My grandfather, George Manos, used to say that life can change more in an instant than in a lifetime. He was an immigrant from an island in Greece and owned a grocery store at the corner of Morris and St. Philip streets in downtown Charleston. Certainly, his life had seen major change. But the change he spoke of was the change that comes unexpected, the change that shakes your world or the world. He spoke to me very specifically of change that causes heartbreak.
As a child, I really didn’t understand why my grandfather thought it necessary to make philosophic statements to me, seemingly from nowhere. But, then again, my Uncle Milton Stratos from Cyprus did the same. I remember him telling me that we can count on the fact that life changes and that we have to be flexible with change.
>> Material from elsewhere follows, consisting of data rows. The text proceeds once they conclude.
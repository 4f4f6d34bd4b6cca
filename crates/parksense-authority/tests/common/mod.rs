// crates/parksense-authority/tests/common/mod.rs
// ============================================================================
// Module: Common Test Utilities
// Description: Shared helpers for parksense-authority tests.
// Purpose: Provide local release endpoints and authority builders.
// Dependencies: parksense-authority, tiny_http, tracing-subscriber
// ============================================================================

//! ## Overview
//! Provides one-shot local HTTP servers that record the release request they
//! receive, plus builders for authorities pointed at them.

#![allow(
    dead_code,
    reason = "Each integration test binary uses a different subset of helpers."
)]
#![allow(
    clippy::panic,
    clippy::print_stdout,
    clippy::print_stderr,
    clippy::unwrap_used,
    clippy::expect_used,
    clippy::use_debug,
    clippy::dbg_macro,
    clippy::panic_in_result_fn,
    clippy::unwrap_in_result,
    reason = "Test-only output and panic-based assertions are permitted."
)]

use std::io::Read;
use std::io::Write;
use std::net::TcpListener;
use std::thread;
use std::time::Duration;

use parksense_authority::HttpAuthorityConfig;
use parksense_authority::HttpReleaseAuthority;
use tiny_http::Header;
use tiny_http::Response;
use tiny_http::Server;

// ============================================================================
// SECTION: Captured Requests
// ============================================================================

/// Release request as seen by the local server.
#[derive(Debug, Clone)]
pub struct CapturedRequest {
    /// HTTP method.
    pub method: String,
    /// Request path.
    pub path: String,
    /// `Content-Type` header value, if any.
    pub content_type: Option<String>,
    /// Raw request body.
    pub body: String,
}

// ============================================================================
// SECTION: Servers
// ============================================================================

/// Starts a server that answers one request with `status` and `body`.
pub fn spawn_server(
    status: u16,
    body: impl Into<String>,
) -> (String, thread::JoinHandle<Option<CapturedRequest>>) {
    let server = Server::http("127.0.0.1:0").unwrap();
    let addr = server.server_addr().to_ip().unwrap();
    let body = body.into();
    let handle = thread::spawn(move || {
        let mut request = server.recv().ok()?;
        let mut received = String::new();
        let _ = request.as_reader().read_to_string(&mut received);
        let content_type = request
            .headers()
            .iter()
            .find(|header| header.field.equiv("Content-Type"))
            .map(|header| header.value.as_str().to_string());
        let captured = CapturedRequest {
            method: request.method().as_str().to_string(),
            path: request.url().to_string(),
            content_type,
            body: received,
        };
        let json = Header::from_bytes(&b"Content-Type"[..], &b"application/json"[..]).unwrap();
        let response = Response::from_string(body).with_status_code(status).with_header(json);
        let _ = request.respond(response);
        Some(captured)
    });
    (format!("http://{addr}"), handle)
}

/// Starts a server that accepts one connection and never answers in time.
pub fn spawn_silent_server(hold: Duration) -> (String, thread::JoinHandle<()>) {
    let listener = TcpListener::bind("127.0.0.1:0").unwrap();
    let addr = listener.local_addr().unwrap();
    let handle = thread::spawn(move || {
        if let Ok((mut stream, _)) = listener.accept() {
            let mut buf = [0u8; 1024];
            let _ = stream.read(&mut buf);
            thread::sleep(hold);
        }
    });
    (format!("http://{addr}"), handle)
}

/// Starts a server that writes `reply` verbatim to one connection and closes it.
pub fn spawn_raw_server(reply: &'static str) -> (String, thread::JoinHandle<()>) {
    let listener = TcpListener::bind("127.0.0.1:0").unwrap();
    let addr = listener.local_addr().unwrap();
    let handle = thread::spawn(move || {
        if let Ok((mut stream, _)) = listener.accept() {
            let mut buf = [0u8; 1024];
            let _ = stream.read(&mut buf);
            let _ = stream.write_all(reply.as_bytes());
        }
    });
    (format!("http://{addr}"), handle)
}

// ============================================================================
// SECTION: Authority Builders
// ============================================================================

/// Returns a config pointed at a local cleartext server.
pub fn local_config(base_url: &str) -> HttpAuthorityConfig {
    HttpAuthorityConfig {
        base_url: base_url.to_string(),
        allow_http: true,
        timeout_ms: 5_000,
        ..HttpAuthorityConfig::default()
    }
}

/// Builds an authority pointed at a local cleartext server.
pub fn local_authority(base_url: &str) -> HttpReleaseAuthority {
    HttpReleaseAuthority::new(local_config(base_url)).unwrap()
}

/// Installs a test log subscriber once per binary.
pub fn init_tracing() {
    let _ = tracing_subscriber::fmt().with_test_writer().try_init();
}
So my grandfather George and his brother-in-law Milton both spoke to me about unexpected change.
I wonder what they would be telling me now. Now that the whole world is undergoing major change, affecting everyone and in every aspect of life. Yet, amid this change, what remains unchanged is still here and still our foundation. Not only our foundation — but our testament to those who seek a place to root themselves when everything that seemed to root us has either been uprooted or is shifting.
In a time when everything seems unreliable, uncertain and even unknowable, there is something that we know and know for certain. Psalm 46:10 says “Be still and know that I am God.” He is here. He is still here.
Now that we are attending services online, I watched the Passion of our Lord at home streamed from my church, Holy Trinity Greek Orthodox Church. On Holy Thursday, when the Lord is placed on the cross and we hear the 12 gospels of His trial, the faithful have the opportunity to approach the solea, to draw near. In the absence of being able to do this, we were instructed by our priest to hold a cross in our hands at home. As I held the cross that typically stands near my computer where I was watching my service, I felt the presence of my Lord and His suffering so deeply and intimately. I simply, felt, that I was holding Him in my arms. We are able to post on the chat while attending service — and my comment for that evening: “My precious Lord. We are with you in Your suffering. And you are with us.” Psalm 34:18 says “The LORD is near to the brokenhearted and saves those who are crushed in spirit.”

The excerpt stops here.